◆ Work required:
Your answer should be every line of the entries that has the string "MaterialRules" in it.

◆ Records supplied:
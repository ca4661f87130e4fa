//! Rule tables for the check catalog
//!
//! Defaults follow the French accessibility regulation values the engine
//! ships with; a project can override any subset from `bimcheck.toml`:
//!
//! ```toml
//! [pmr]
//! door_width_min = 0.90
//! door_width_tolerance = 0.05
//!
//! [spaces]
//! huge_area = 2000.0
//!
//! [materials.allowed]
//! wall = ["concrete", "brick"]
//! ```

use anyhow::{Context, Result};
use serde::{Deserialize, Serialize};
use std::collections::BTreeMap;
use std::path::Path;
use tracing::debug;

use crate::graph::ElementCategory;

/// Every tunable the check catalog reads, as one explicit value object.
#[derive(Debug, Clone, Default, Serialize, Deserialize)]
#[serde(default)]
pub struct RuleConfiguration {
    pub pmr: PmrRules,
    pub geometry: GeometryRules,
    pub spaces: SpaceRules,
    pub materials: MaterialRules,
    pub naming: NamingRules,
    pub summary: SummaryRules,
}

impl RuleConfiguration {
    /// Load overrides from a TOML file on top of the defaults.
    pub fn load(path: &Path) -> Result<Self> {
        let content = std::fs::read_to_string(path)
            .with_context(|| format!("reading rule configuration {}", path.display()))?;
        let config: RuleConfiguration = toml::from_str(&content)
            .with_context(|| format!("parsing rule configuration {}", path.display()))?;
        debug!(path = %path.display(), "loaded rule configuration");
        Ok(config)
    }
}

/// Accessibility thresholds: minima, maxima, tolerances, degeneracy floors.
#[derive(Debug, Clone, Serialize, Deserialize)]
#[serde(default)]
pub struct PmrRules {
    /// Minimum door width (m)
    pub door_width_min: f64,
    pub door_width_tolerance: f64,
    /// Minimum corridor width (m)
    pub corridor_width_min: f64,
    /// Relaxed corridor minimum when the corridor is short (m)
    pub corridor_width_short: f64,
    /// Corridor length below which the relaxed minimum applies (m)
    pub corridor_short_length: f64,
    pub corridor_width_tolerance: f64,
    /// Width below which a passage cannot be adapted at all (m)
    pub passage_floor: f64,
    /// Minimum stair width (m)
    pub stair_width_min: f64,
    pub stair_width_tolerance: f64,
    /// Maximum ramp slope (%)
    pub ramp_slope_max: f64,
    /// Relaxed slope maximum for short ramps (%)
    pub ramp_slope_short: f64,
    /// Ramp length below which the relaxed maximum applies (m)
    pub ramp_short_length: f64,
    /// Slope tolerance (percentage points)
    pub ramp_slope_tolerance: f64,
    /// Minimum accessible toilet width (m)
    pub toilet_width_min: f64,
    /// Minimum accessible toilet depth (m)
    pub toilet_depth_min: f64,
    pub toilet_tolerance: f64,
    /// Dimension below which a toilet cannot be adapted (m)
    pub toilet_floor: f64,
    /// Minimum ceiling clearance (m)
    pub ceiling_height_min: f64,
}

impl Default for PmrRules {
    fn default() -> Self {
        Self {
            door_width_min: 0.80,
            door_width_tolerance: 0.10,
            corridor_width_min: 1.40,
            corridor_width_short: 1.20,
            corridor_short_length: 10.0,
            corridor_width_tolerance: 0.15,
            passage_floor: 0.80,
            stair_width_min: 1.20,
            stair_width_tolerance: 0.10,
            ramp_slope_max: 5.0,
            ramp_slope_short: 8.0,
            ramp_short_length: 2.0,
            ramp_slope_tolerance: 1.0,
            toilet_width_min: 1.50,
            toilet_depth_min: 1.50,
            toilet_tolerance: 0.10,
            toilet_floor: 1.00,
            ceiling_height_min: 2.05,
        }
    }
}

/// Geometric plausibility thresholds.
#[derive(Debug, Clone, Serialize, Deserialize)]
#[serde(default)]
pub struct GeometryRules {
    /// Storey-to-storey height below this is flagged (m)
    pub storey_height_min: f64,
    /// Storey-to-storey height above this is flagged (m)
    pub storey_height_max: f64,
}

impl Default for GeometryRules {
    fn default() -> Self {
        Self {
            storey_height_min: 2.0,
            storey_height_max: 6.0,
        }
    }
}

/// Space-sizing outlier thresholds.
#[derive(Debug, Clone, Serialize, Deserialize)]
#[serde(default)]
pub struct SpaceRules {
    /// Area below this is a suspicious sliver (m²)
    pub tiny_area: f64,
    /// Area above this probably needs subdividing (m²)
    pub huge_area: f64,
    /// Assumed ceiling height when estimating volume from area (m)
    pub default_height: f64,
}

impl Default for SpaceRules {
    fn default() -> Self {
        Self {
            tiny_area: 1.0,
            huge_area: 1000.0,
            default_height: 2.5,
        }
    }
}

/// Material naming and appropriateness tables.
#[derive(Debug, Clone, Serialize, Deserialize)]
#[serde(default)]
pub struct MaterialRules {
    /// Names that say nothing about the material
    pub generic_names: Vec<String>,
    /// Substrings accepted in a material name, per element category
    pub allowed: BTreeMap<String, Vec<String>>,
}

impl MaterialRules {
    /// Allow-list for a category, if one is configured.
    pub fn allowed_for(&self, category: ElementCategory) -> Option<&[String]> {
        let key = match category {
            ElementCategory::Wall => "wall",
            ElementCategory::Slab => "slab",
            ElementCategory::Beam => "beam",
            ElementCategory::Column => "column",
            _ => return None,
        };
        self.allowed.get(key).map(Vec::as_slice)
    }

    pub fn is_generic(&self, name: &str) -> bool {
        let trimmed = name.trim().to_lowercase();
        trimmed.is_empty() || self.generic_names.iter().any(|g| g == &trimmed)
    }
}

impl Default for MaterialRules {
    fn default() -> Self {
        let mut allowed = BTreeMap::new();
        allowed.insert(
            "wall".to_string(),
            vec!["concrete", "brick", "block", "béton", "brique"]
                .into_iter()
                .map(String::from)
                .collect(),
        );
        allowed.insert(
            "slab".to_string(),
            vec!["concrete", "steel", "béton", "acier"]
                .into_iter()
                .map(String::from)
                .collect(),
        );
        let frame: Vec<String> = vec!["concrete", "steel", "wood", "béton", "acier", "bois"]
            .into_iter()
            .map(String::from)
            .collect();
        allowed.insert("beam".to_string(), frame.clone());
        allowed.insert("column".to_string(), frame);

        Self {
            generic_names: vec!["material", "mat", "default", "unnamed", "sans nom"]
                .into_iter()
                .map(String::from)
                .collect(),
            allowed,
        }
    }
}

/// Keyword tables for recognizing spaces and circulation elements by name.
#[derive(Debug, Clone, Serialize, Deserialize)]
#[serde(default)]
pub struct NamingRules {
    pub circulation_keywords: Vec<String>,
    pub toilet_keywords: Vec<String>,
    pub elevator_keywords: Vec<String>,
}

impl NamingRules {
    pub fn is_circulation(&self, name: &str) -> bool {
        contains_keyword(name, &self.circulation_keywords)
    }

    pub fn is_toilet(&self, name: &str) -> bool {
        contains_keyword(name, &self.toilet_keywords)
    }

    pub fn is_elevator(&self, name: &str) -> bool {
        contains_keyword(name, &self.elevator_keywords)
    }
}

fn contains_keyword(name: &str, keywords: &[String]) -> bool {
    let lower = name.to_lowercase();
    keywords.iter().any(|k| lower.contains(k.as_str()))
}

impl Default for NamingRules {
    fn default() -> Self {
        Self {
            circulation_keywords: vec![
                "couloir",
                "corridor",
                "circulation",
                "hall",
                "entrée",
                "entry",
                "passage",
                "dégagement",
                "vestibule",
                "palier",
            ]
            .into_iter()
            .map(String::from)
            .collect(),
            toilet_keywords: vec![
                "wc",
                "toilette",
                "sanitaire",
                "bathroom",
                "restroom",
                "salle de bain",
                "cabinet",
                "lavabo",
            ]
            .into_iter()
            .map(String::from)
            .collect(),
            elevator_keywords: vec!["ascenseur", "elevator", "lift"]
                .into_iter()
                .map(String::from)
                .collect(),
        }
    }
}

/// Summary/report shaping knobs.
#[derive(Debug, Clone, Serialize, Deserialize)]
#[serde(default)]
pub struct SummaryRules {
    /// Cap on generated recommendations, to keep output scannable
    pub max_recommendations: usize,
    /// How many entries the most-frequent-issue ranking keeps
    pub top_issues: usize,
}

impl Default for SummaryRules {
    fn default() -> Self {
        Self {
            max_recommendations: 8,
            top_issues: 5,
        }
    }
}

#[cfg(test)]
mod tests {
    use super::*;

    #[test]
    fn test_defaults_carry_regulation_values() {
        let rules = RuleConfiguration::default();
        assert_eq!(rules.pmr.door_width_min, 0.80);
        assert_eq!(rules.pmr.corridor_width_min, 1.40);
        assert_eq!(rules.pmr.ramp_slope_max, 5.0);
        assert_eq!(rules.summary.max_recommendations, 8);
    }

    #[test]
    fn test_partial_toml_override() {
        let config: RuleConfiguration = toml::from_str(
            r#"
            [pmr]
            door_width_min = 0.90

            [spaces]
            huge_area = 2000.0
            "#,
        )
        .unwrap();
        assert_eq!(config.pmr.door_width_min, 0.90);
        // untouched sections keep their defaults
        assert_eq!(config.pmr.corridor_width_min, 1.40);
        assert_eq!(config.spaces.huge_area, 2000.0);
        assert_eq!(config.spaces.tiny_area, 1.0);
    }

    #[test]
    fn test_material_tables() {
        let rules = MaterialRules::default();
        assert!(rules.is_generic("  Default "));
        assert!(!rules.is_generic("C30/37 concrete"));
        assert!(rules.allowed_for(ElementCategory::Wall).is_some());
        assert!(rules.allowed_for(ElementCategory::Door).is_none());
    }

    #[test]
    fn test_naming_keywords() {
        let rules = NamingRules::default();
        assert!(rules.is_circulation("Couloir RDC"));
        assert!(rules.is_toilet("WC PMR"));
        assert!(rules.is_elevator("Elevator-2"));
        assert!(!rules.is_circulation("Bureau 12"));
    }
}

◆ Answer to the problem:
    pub materials: MaterialRules,
pub struct MaterialRules {
impl MaterialRules {
impl Default for MaterialRules {
        let rules = MaterialRules::default();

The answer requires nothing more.